口腔細胞診の病理検査としての意義:
臨床統計的検討


鈴木 誠,1)2) 朔 敬2)
1)新潟大学歯学部附属病院臨床検査室 (室長: 中島民雄教授)
2)新潟大学歯学部口腔病理学講座 (主任: 朔 敬教授)


抄録:
 新潟大学歯学部附属病院で1990年から1995年までの6年間に行われた細胞診検査863件の結果を解析し、細胞診の有用性と検査上の問題点を検討した。細胞診検査の対象となったのは主として臨床的に腫瘍が疑われる患者で、その初診段階の診断や、治療経過中および予後の診査のために細胞診が行われた。

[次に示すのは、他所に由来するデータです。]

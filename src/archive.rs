//! The cumulative, newest-first history of published weeks.
//!
//! The archive is a time-ordered log, not an index: merging never deduplicates,
//! so a source visited again after the rotation wraps may legitimately bring
//! back articles that an older week already lists.

use crate::models::WeekEntry;
use serde::{Deserialize, Serialize};

#[derive(Debug, Clone, Default, PartialEq, Deserialize, Serialize)]
#[serde(transparent)]
pub struct Archive {
    weeks: Vec<WeekEntry>,
}

impl Archive {
    #[cfg(test)]
    pub fn new(weeks: Vec<WeekEntry>) -> Self {
        Self { weeks }
    }

    /// Prepend this run's week. Existing entries are left untouched and in order.
    pub fn merge(mut self, week: WeekEntry) -> Self {
        self.weeks.insert(0, week);
        self
    }

    /// Weeks, newest first.
    pub fn weeks(&self) -> &[WeekEntry] {
        &self.weeks
    }

    pub fn week_count(&self) -> usize {
        self.weeks.len()
    }

    /// Sum of articles across every week.
    pub fn article_count(&self) -> usize {
        self.weeks.iter().map(|w| w.articles.len()).sum()
    }
}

 細胞診と組織診が併用された305例について、良悪性の判定のための鋭敏性は74.8%、特異性は79.8%であり、全体の正診率は63.6%であった。偽陰性率は34.8%、偽陽性率は13.8%であり、これらを生じる理由として不適切な検体採取が注目された。したがって、検体採取から標本固定までの段階の処理を注意深く行うことにより、とくに偽陰性の頻度は減少させることができると考えられた。パパニコロウ分類クラスIIIと判定された症例には組織学的には各種の病変が含まれていた。しかし、クラスIIIは本来、真の意味の良悪性境界病変と考えられる細胞変化に限って用いられるべきものであり、それ以外の要因により判定困難な場合はクラス判定は避けたほうがよいと考えられた。したがって、細胞診の所見から特定の組織学的診断名が確定される場合には組織学的診断名を用いて表現することを提案した。